No wiesz, ale z drugiej strony,
no tak, zawsze jest wolna wola, jasne, że tak.
No ale jak cię palec Bożynie dotknę, to nie zobaczysz czasami czegoś.
No wiesz, Beton, jak też chce coś może zmienić, ale nie widzi, co?
Może tak.
Powiedziałam to, co powiedziałam.
Może tak być, a przejdźmy do twojego
dorastania i pierwszych miłości. Miłość była ważna w twoim życiu?
No jasne, bo...
No bo tak, miłość zawsze była ważna.
To jest ogólnie nadrzędną wartością w moim życiu.
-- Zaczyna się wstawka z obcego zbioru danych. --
// -------------------------------------------------------------------------------------------------
//  Copyright (C) 2015-2025 Nautech Systems Pty Ltd. All rights reserved.
//  https://nautechsystems.io
//
//  Licensed under the GNU Lesser General Public License Version 3.0 (the "License");
//  You may not use this file except in compliance with the License.
//  You may obtain a copy of the License at https://www.gnu.org/licenses/lgpl-3.0.en.html
//
//  Unless required by applicable law or agreed to in writing, software
//  distributed under the License is distributed on an "AS IS" BASIS,
//  WITHOUT WARRANTIES OR CONDITIONS OF ANY KIND, either express or implied.
//  See the License for the specific language governing permissions and
//  limitations under the License.
// -------------------------------------------------------------------------------------------------

//! A dispatcher wrapped with an idempotency-aware retry policy.

use std::{collections::HashMap, sync::Arc};

use kestrel_network::{
    http::HttpClient,
    retry::{RetryConfig, RetryManager},
};
use serde::de::DeserializeOwned;
use serde_json::Value;

use crate::{
    config::RestClientConfig,
    credential::Credential,
    dispatcher::HttpDispatcher,
    error::RestError,
    request::RequestSpec,
    response::ResponseValidator,
    signer::RequestSigner,
};

/// Sends requests through an [`HttpDispatcher`], retrying only failures that are safe to replay.
///
/// Each attempt is re-signed with a fresh nonce. Failures are retried according to
/// [`RestError::is_retryable`], so POST requests are never replayed.
#[derive(Debug)]
pub struct RestClient {
    dispatcher: HttpDispatcher,
    retry_manager: RetryManager<RestError>,
}

impl RestClient {
    /// Creates a new [`RestClient`].
    ///
    /// # Errors
    ///
    /// Returns [`RestError::Configuration`] if the retry configuration is invalid.
    pub fn new(dispatcher: HttpDispatcher, retry_config: RetryConfig) -> Result<Self, RestError> {
        let retry_manager = RetryManager::new(retry_config).map_err(|e| {
            RestError::Configuration(format!("Failed to create retry manager: {e}"))
        })?;

        Ok(Self {
            dispatcher,
            retry_manager,
        })
    }

    /// Creates a new [`RestClient`] from `config`, using `default_base_url` unless overridden.
    ///
    /// # Errors
    ///
    /// Returns [`RestError::Configuration`] if the HTTP client or retry manager cannot be built.
    pub fn from_config(
        config: &RestClientConfig,
        default_base_url: &str,
        credential: Option<Credential>,
        signer: Arc<dyn RequestSigner>,
        validator: Arc<dyn ResponseValidator>,
    ) -> Result<Self, RestError> {
        let headers = HashMap::from([("user-agent".to_string(), config.user_agent.clone())]);
        let client = HttpClient::new(headers, Some(config.timeout_secs))
            .map_err(|e| RestError::Configuration(e.to_string()))?;

        let dispatcher = HttpDispatcher::new(
            config.base_url_or(default_base_url),
            client,
            credential,
            signer,
            validator,
        );

        Self::new(dispatcher, config.retry_config())
    }

    /// Returns the underlying dispatcher.
    #[must_use]
    pub const fn dispatcher(&self) -> &HttpDispatcher {
        &self.dispatcher
    }

    /// Returns the base URL.
    #[must_use]
    pub fn base_url(&self) -> &str {
        self.dispatcher.base_url()
    }

    /// Returns true if a credential is configured.
    #[must_use]
    pub const fn has_credential(&self) -> bool {
        self.dispatcher.has_credential()
    }

    /// Sends `spec` and returns the validated JSON body.
    ///
    /// # Errors
    ///
    /// Returns the final error once it is not retryable or retries are exhausted.
    pub async fn send(&self, spec: RequestSpec) -> Result<Value, RestError> {
        let method = spec.method.clone();
        let operation_name = format!("{} {}", spec.method, spec.path);
        let dispatcher = &self.dispatcher;
        let spec = &spec;

        self.retry_manager
            .execute_with_retry(
                &operation_name,
                || async move { dispatcher.dispatch(spec).await },
                |error: &RestError| error.is_retryable(&method),
                RestError::timeout,
            )
            .await
    }

    /// Sends `spec` and deserializes the validated JSON body into `T`.
    ///
    /// # Errors
    ///
    /// Returns any error from [`Self::send`], or [`RestError::Serialization`] if the body does not
    /// match `T`.
    pub async fn send_json<T: DeserializeOwned>(&self, spec: RequestSpec) -> Result<T, RestError> {
        let value = self.send(spec).await?;
        Ok(serde_json::from_value(value)?)
    }
}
I jak wyglądały twoje pierwsze miłości?
Twoje związki to może być bardzo ciekawe.
No toksik.
No tak, i ta sama zresztą gdzieś tam podkreślała,
że ty byłaś toksyczna w wielu relacjach.
I na czym polegała to toksyczność?
No wiesz.
No nie wiem, właśnie do tego pytam.
Toksik, no po prostu toksik, no.
Przede wszystkim oczekiwaństwo, chcieństwo,
zazdrość,
masakra.
Nie, źle wszystko.
Słabo.
Bo jest zazdrosna?
O jezu, no tak.
No wiesz, to...
Jakby czego to możesz oczekiwać
od dziewczyny
z zaburzonym poczuciem bezpieczeństwa,
która wchodzi w życie młoda, dorosła
i rozpaczliwie szuka tego bezpieczeństwa.
To kurde był chyba ten case,
który mnie wpędzał w, wiesz, w ślepe załuki
i wpędzał mnie w takie zachowania,
których się wstydzę.
Natomiast...
To czekaj, a czego ty się możesz wstydzić,
jeżeli chodzi o...
No zachowań, rozumiesz, jak sobie przypomnę,
jakieś historyczne zachowania,
wiesz, awantury,
wielu rzeczy się wstydzę.
Nie chcę nawet o tym mówić.
A pewnie każdy z nas tutaj...
No co?
No proszę, proszę.
Mikrofon należy do ciebie.
Nie.
Ja chcę mówić o tym, czym się mogę pochwalić.
Możesz się pochwalić z tym, co jest ten.
No ale ja jestem, że możesz się chwalić,
bo możesz się chwalić drogą,
no bo to też jest tak,
że dużo ludzi zostało na tym etapie.
Tak, zupełnie, zupełnie serio.
To nie jest tak, że to mija wraz z wiekiem.
Aha, nie?
Nie, no tak, ludzie byliby szczęśliwi wtedy.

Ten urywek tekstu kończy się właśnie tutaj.